▸ **WHAT THE TASK REQUIRES**
The expected output is a verbatim reprint of the lines from the beginning of the data that follows through the line that contains "pub fn pixel(&self, x: u32, y: u32)".
┄┄┄┄┄┄┄┄┄┄
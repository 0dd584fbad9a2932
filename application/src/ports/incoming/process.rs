use crate::{
    error::AppResult,
    processing::commands::{PipelineOutput, ProcessingConfig},
};

#[async_trait::async_trait]
pub trait ProcessImageUseCase: Send + Sync {
    async fn process_image(
        &self,
        source: Vec<u8>,
        config: ProcessingConfig,
    ) -> AppResult<PipelineOutput>;
}
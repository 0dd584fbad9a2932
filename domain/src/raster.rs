use crate::color::Rgba;
use crate::error::{DomainError, DomainResult};
use crate::geometry::{CropRegion, Dimensions};

pub const BYTES_PER_PIXEL: usize = 4;

/// Owned RGBA8 pixel buffer, row-major, origin at the top-left corner.
/// Exactly one raster exists per request; it is consumed by the encoder.
#[derive(Debug, Clone, PartialEq, Eq)]
pub struct Raster {
    data: Vec<u8>,
    dims: Dimensions,
}

impl Raster {
    pub fn from_rgba8(data: Vec<u8>, dims: Dimensions) -> DomainResult<Self> {
        let expected = dims.width as usize * dims.height as usize * BYTES_PER_PIXEL;
        if data.len() != expected {
            return Err(DomainError::InvalidBuffer(format!(
                "expected {expected} bytes for {dims}, got {}",
                data.len()
            )));
        }
        Ok(Self { data, dims })
    }

    #[must_use]
    pub fn dimensions(&self) -> Dimensions {
        self.dims
    }

    #[must_use]
    pub fn width(&self) -> u32 {
        self.dims.width
    }

    #[must_use]
    pub fn height(&self) -> u32 {
        self.dims.height
    }

    #[must_use]
    pub fn as_bytes(&self) -> &[u8] {
        &self.data
    }

    #[must_use]
    pub fn into_bytes(self) -> Vec<u8> {
        self.data
    }

    #[must_use]
    pub fn pixel(&self, x: u32, y: u32) -> Option<Rgba> {
        if x >= self.dims.width || y >= self.dims.height {
            return None;
        }
        let offset = (y as usize * self.dims.width as usize + x as usize) * BYTES_PER_PIXEL;
        let channels = self.data.get(offset..offset + BYTES_PER_PIXEL)?;
        match channels {
            [r, g, b, a] => Some(Rgba::new(*r, *g, *b, *a)),
            _ => None,
        }
    }

    /// Copies the region into a fresh buffer re-based at origin (0, 0); the
    /// result keeps no memory of its pre-crop position.
    pub fn crop(&self, region: &CropRegion) -> DomainResult<Self> {
        region.validate_within(self.dims)?;

        if region.is_full(self.dims) {
            return Ok(self.clone());
        }

        let row_width = self.dims.width as usize;
        let region_width_bytes = region.width as usize * BYTES_PER_PIXEL;
        let mut data = Vec::with_capacity(region.height as usize * region_width_bytes);

        for y in region.y..region.y + region.height {
            let row_start = (y as usize * row_width + region.x as usize) * BYTES_PER_PIXEL;
            let row = self
                .data
                .get(row_start..row_start + region_width_bytes)
                .ok_or_else(|| {
                    DomainError::InvalidBuffer(format!("row {y} out of bounds for {}", self.dims))
                })?;
            data.extend_from_slice(row);
        }

        Self::from_rgba8(data, region.dimensions())
    }
}
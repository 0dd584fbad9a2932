use axum::{Json, extract::State};

use crate::incoming::http_axum::dto::responses::{HealthResponse, UploadLimits};
use crate::shared::app_state::AppState;

#[cfg_attr(feature = "docs", utoipa::path(
    get,
    path = "/health",
    responses(
        (status = 200, description = "Service is up", body = HealthResponse)
    ),
    tag = "system",
    summary = "System health check",
    description = "Report that the service is up, along with the non-secret parts of its runtime configuration.",
    operation_id = "health_check"
))]
#[allow(clippy::unused_async)] // axum handlers are async by contract
pub async fn health_check(State(state): State<AppState>) -> Json<HealthResponse> {
    Json(HealthResponse {
        ok: true,
        environment: state.config.environment.env.clone(),
        limits: UploadLimits {
            max_upload_bytes: state.config.upload.max_upload_bytes,
        },
    })
}
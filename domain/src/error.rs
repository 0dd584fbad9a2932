use thiserror::Error;

#[derive(Error, Debug)]
pub enum DomainError {
    #[error("Unsupported image format: {0}")]
    UnsupportedFormat(String),

    #[error("Invalid quality value: {0}")]
    InvalidQuality(String),

    #[error("Invalid dimensions: {0}")]
    InvalidDimensions(String),

    #[error("Invalid crop region: {0}")]
    InvalidCropRegion(String),

    #[error("Invalid pixel buffer: {0}")]
    InvalidBuffer(String),
}

pub type DomainResult<T> = Result<T, DomainError>;
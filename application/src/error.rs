use std::io;

use thiserror::Error;

use domain::error::DomainError;

/// Application error taxonomy. Validation, decode and auth failures are
/// caller faults; everything below them is a server fault.
#[derive(Error, Debug)]
pub enum AppError {
    #[error(transparent)]
    Domain(#[from] DomainError),

    #[error("Invalid request: {message}")]
    ValidationError { message: String },

    #[error("Could not decode image: {message}")]
    DecodeError { message: String },

    #[error("{message}")]
    AuthError { message: String },

    #[error("Image processing failed: {message}")]
    ProcessingError { message: String },

    #[error("Invalid configuration: {message}")]
    ConfigError { message: String },

    #[error("Background task failed: {message}")]
    TaskError { message: String },

    #[error("I/O error: {0}")]
    IoError(#[from] io::Error),

    #[error("Internal server error")]
    InternalServerError,
}

pub type AppResult<T> = Result<T, AppError>;
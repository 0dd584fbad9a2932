use std::num::NonZeroU32;

use crate::geometry::Dimensions;

/// Output dimensions for a resize request.
///
/// Both axes given: exact resize, aspect ratio not preserved. One axis
/// given: the other is derived from the current aspect ratio with round().
/// Neither: identity. Non-positive requests are unrepresentable here; the
/// caller rejects them before constructing the `NonZeroU32` values.
#[must_use]
pub fn scaled_dimensions(
    current: Dimensions,
    width: Option<NonZeroU32>,
    height: Option<NonZeroU32>,
) -> Dimensions {
    match (width, height) {
        (Some(w), Some(h)) => Dimensions::new(w.get(), h.get()),
        (Some(w), None) => Dimensions::new(
            w.get(),
            scale_axis(current.height, w.get(), current.width),
        ),
        (None, Some(h)) => Dimensions::new(
            scale_axis(current.width, h.get(), current.height),
            h.get(),
        ),
        (None, None) => current,
    }
}

fn scale_axis(other_axis: u32, target: u32, scaled_axis: u32) -> u32 {
    if scaled_axis == 0 {
        return other_axis;
    }
    let scaled = (f64::from(other_axis) * f64::from(target) / f64::from(scaled_axis)).round();
    (scaled as u32).max(1)
}
use utoipa::OpenApi;

use crate::incoming::http_axum::dto::requests::TrimUploadRequest;
use crate::incoming::http_axum::dto::responses::{
    HealthResponse, ServiceInfoResponse, TrimImageResponse, UploadLimits,
};
use crate::incoming::http_axum::handlers;

#[derive(OpenApi)]
#[openapi(
    info(
        title = "PicTrim image processing API",
        description = "Trim uniform-color borders from uploaded images, optionally resize and re-encode them."
    ),
    paths(
        handlers::trim::trim_image,
        handlers::health::health_check,
        handlers::info::service_info,
    ),
    components(schemas(
        TrimUploadRequest,
        TrimImageResponse,
        ServiceInfoResponse,
        HealthResponse,
        UploadLimits,
    )),
    tags(
        (name = "image", description = "Image trimming, resizing and re-encoding"),
        (name = "system", description = "Service information and health")
    )
)]
pub struct ApiDoc;
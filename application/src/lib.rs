#[cfg(any(feature = "adapters", feature = "axum", feature = "image"))]
compile_error!("application must not depend on adapters/framework crates");

pub mod error;
pub mod infrastructure_config;
pub mod ports;
pub mod processing;
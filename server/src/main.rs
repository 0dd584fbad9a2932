use std::error::Error;
use std::net::SocketAddr;

use tokio::net::TcpListener;
use tokio::signal::{
    ctrl_c,
    unix::{SignalKind, signal},
};
use tracing::info;

use server::bootstrap::router::create_router;
use server::bootstrap::state::AppState;
use server::config_loader;
use server::observability;

#[tokio::main]
async fn main() -> Result<(), Box<dyn Error>> {
    dotenvy::dotenv().ok();

    let config = config_loader::load_config()?;
    observability::tracing::setup_logging(&config)?;

    info!("PicTrim server starting");
    observability::startup_info::announce(&config);

    let address = config.server_address();
    let state = AppState::new(config);
    let app = create_router(state).into_make_service_with_connect_info::<SocketAddr>();

    let listener = TcpListener::bind(&address).await?;
    info!("Listening on http://{}", address);

    axum::serve(listener, app)
        .with_graceful_shutdown(shutdown_signal())
        .await?;

    info!("Shutdown complete");
    Ok(())
}

/// Resolves on SIGINT or SIGTERM so in-flight requests can drain.
async fn shutdown_signal() {
    let mut sigterm = match signal(SignalKind::terminate()) {
        Ok(sig) => sig,
        Err(e) => {
            tracing::error!("Failed to install SIGTERM handler: {e}");
            return;
        }
    };

    tokio::select! {
        _ = ctrl_c() => info!("Received Ctrl+C, shutting down"),
        _ = sigterm.recv() => info!("Received SIGTERM, shutting down"),
    }
}
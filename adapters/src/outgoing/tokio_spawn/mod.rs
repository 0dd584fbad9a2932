use std::future::Future;
use std::pin::Pin;

use tokio::task::spawn_blocking;

use pictrim_application::{
    error::{AppError, AppResult},
    ports::outgoing::blocking_task::{BlockingTaskPort, PipelineTask},
    processing::commands::PipelineOutput,
};

/// Runs pipeline invocations on tokio's blocking pool so each request gets
/// its own schedulable unit of execution.
pub struct TokioBlockingTaskAdapter;

impl TokioBlockingTaskAdapter {
    #[must_use]
    pub fn new() -> Self {
        Self
    }
}

impl Default for TokioBlockingTaskAdapter {
    fn default() -> Self {
        Self::new()
    }
}

impl BlockingTaskPort for TokioBlockingTaskAdapter {
    fn run_pipeline(
        &self,
        task: PipelineTask,
    ) -> Pin<Box<dyn Future<Output = AppResult<PipelineOutput>> + Send + 'static>> {
        Box::pin(async move {
            spawn_blocking(task)
                .await
                .map_err(|e| AppError::TaskError {
                    message: format!("Blocking pipeline task failed: {e}"),
                })?
        })
    }
}
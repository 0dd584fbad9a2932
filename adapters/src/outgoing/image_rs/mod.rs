pub mod pixel_codec_image;
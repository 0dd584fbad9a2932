use axum::{
    Router,
    http::{
        HeaderName, HeaderValue, Method,
        header::{ACCEPT, AUTHORIZATION, CONTENT_TYPE, ORIGIN},
    },
};
use tower::ServiceBuilder;
use tower_http::{cors::CorsLayer, trace::TraceLayer};

use crate::bootstrap::state::AppState;
use pictrim_adapters::incoming::http_axum::routes::build_application_router;

const FALLBACK_ORIGIN: &str = "http://localhost:3000";

pub fn create_router(state: AppState) -> Router {
    let adapters_state = state.to_adapters_state();
    let cors = cors_layer(adapters_state.config.server.cors_origin.as_deref());

    build_application_router(&adapters_state)
        .layer(
            ServiceBuilder::new()
                .layer(TraceLayer::new_for_http())
                .layer(cors),
        )
        .with_state(adapters_state)
}

fn cors_layer(configured_origin: Option<&str>) -> CorsLayer {
    let origin = configured_origin
        .and_then(|o| o.parse::<HeaderValue>().ok())
        .unwrap_or_else(|| HeaderValue::from_static(FALLBACK_ORIGIN));

    CorsLayer::new()
        .allow_origin(origin)
        .allow_methods([Method::GET, Method::POST, Method::OPTIONS])
        .allow_headers([
            CONTENT_TYPE,
            AUTHORIZATION,
            ACCEPT,
            ORIGIN,
            HeaderName::from_static("x-requested-with"),
        ])
        .allow_credentials(true)
}
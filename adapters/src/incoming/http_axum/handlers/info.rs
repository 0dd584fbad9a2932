use axum::Json;

use crate::incoming::http_axum::dto::responses::ServiceInfoResponse;

#[cfg_attr(feature = "docs", utoipa::path(
    get,
    path = "/",
    responses(
        (status = 200, body = ServiceInfoResponse)
    ),
    tag = "system",
    summary = "Service banner",
    operation_id = "service_info"
))]
#[allow(clippy::unused_async)] // axum handlers are async by contract
pub async fn service_info() -> Json<ServiceInfoResponse> {
    Json(ServiceInfoResponse {
        message: "PicTrim image processing API".to_string(),
        status: "running".to_string(),
        docs: "/docs".to_string(),
    })
}
pub mod blocking_task;
pub mod image_codec;
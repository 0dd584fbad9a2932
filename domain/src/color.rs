use serde::{Deserialize, Serialize};
use std::fmt;
#[cfg(feature = "docs")]
use utoipa::ToSchema;

#[cfg_attr(feature = "docs", derive(ToSchema))]
#[derive(Debug, Clone, Copy, PartialEq, Eq, Hash, Serialize, Deserialize)]
pub struct Rgba {
    pub r: u8,
    pub g: u8,
    pub b: u8,
    pub a: u8,
}

impl Rgba {
    #[must_use]
    pub fn new(r: u8, g: u8, b: u8, a: u8) -> Self {
        Self { r, g, b, a }
    }

    /// Squared Euclidean distance across all four channels.
    #[must_use]
    pub fn distance_squared(&self, other: &Self) -> u32 {
        let dr = i32::from(self.r) - i32::from(other.r);
        let dg = i32::from(self.g) - i32::from(other.g);
        let db = i32::from(self.b) - i32::from(other.b);
        let da = i32::from(self.a) - i32::from(other.a);
        (dr * dr + dg * dg + db * db + da * da) as u32
    }
}

impl fmt::Display for Rgba {
    fn fmt(&self, f: &mut fmt::Formatter<'_>) -> fmt::Result {
        write!(
            f,
            "#{:02X}{:02X}{:02X}{:02X}",
            self.r, self.g, self.b, self.a
        )
    }
}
┄┄┄┄┄┄┄┄┄┄
▸ **SOLVED EXERCISE**
repository 0dd584fbad9a2932
filename application/src/ports/incoming/process.rs
use crate::{
    error::AppResult,
    processing::commands::{PipelineOutput, ProcessingConfig},
};

#[async_trait::async_trait]
pub trait ProcessImageUseCase: Send + Sync {
    async fn process_image(
        &self,
        source: Vec<u8>,
        config: ProcessingConfig,
    ) -> AppResult<PipelineOutput>;
}
repository 0dd584fbad9a2932
filename domain/src/raster.rs
use crate::color::Rgba;
use crate::error::{DomainError, DomainResult};
use crate::geometry::{CropRegion, Dimensions};

pub const BYTES_PER_PIXEL: usize = 4;

/// Owned RGBA8 pixel buffer, row-major, origin at the top-left corner.
/// Exactly one raster exists per request; it is consumed by the encoder.
#[derive(Debug, Clone, PartialEq, Eq)]
pub struct Raster {
    data: Vec<u8>,
    dims: Dimensions,
}

impl Raster {
    pub fn from_rgba8(data: Vec<u8>, dims: Dimensions) -> DomainResult<Self> {
        let expected = dims.width as usize * dims.height as usize * BYTES_PER_PIXEL;
        if data.len() != expected {
            return Err(DomainError::InvalidBuffer(format!(
                "expected {expected} bytes for {dims}, got {}",
                data.len()
            )));
        }
        Ok(Self { data, dims })
    }

    #[must_use]
    pub fn dimensions(&self) -> Dimensions {
        self.dims
    }

    #[must_use]
    pub fn width(&self) -> u32 {
        self.dims.width
    }

    #[must_use]
    pub fn height(&self) -> u32 {
        self.dims.height
    }

    #[must_use]
    pub fn as_bytes(&self) -> &[u8] {
        &self.data
    }

    #[must_use]
    pub fn into_bytes(self) -> Vec<u8> {
        self.data
    }

    #[must_use]
    pub fn pixel(&self, x: u32, y: u32) -> Option<Rgba> {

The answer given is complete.